### TASK STATEMENT:
Please find every line in the entries below that contains the string "error", and copy it.

### DATA LISTING:
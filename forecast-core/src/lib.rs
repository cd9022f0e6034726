//! Core library for the `forecast` CLI.
//!
//! This crate defines:
//! - Shared observation models and the consensus forecast
//! - The aggregation engine and its per-source weight table
//! - Provider adapters behind a common `ForecastSource` trait
//! - A time-boxed source cache
//! - Configuration & credentials handling
//!
//! It is used by `forecast-cli`, but can also be reused by other front-ends.

pub mod aggregator;
pub mod cache;
pub mod config;
pub mod error;
pub mod model;
pub mod provider;
pub mod weights;

pub use aggregator::{AggregationReport, Aggregator};
pub use cache::{CachedSource, SourceCache};
pub use config::{Config, FetchConfig, ProviderConfig};
pub use error::{SourceError, SourceFailure};
pub use model::{DailyObservation, HourlyObservation, ObservedAt, SourceForecast, UnifiedForecast};
pub use provider::{ForecastSource, ProviderId, sources_from_config};
pub use weights::SourceWeights;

### TASK SOLUTION:
pub mod error;
pub use error::{SourceError, SourceFailure};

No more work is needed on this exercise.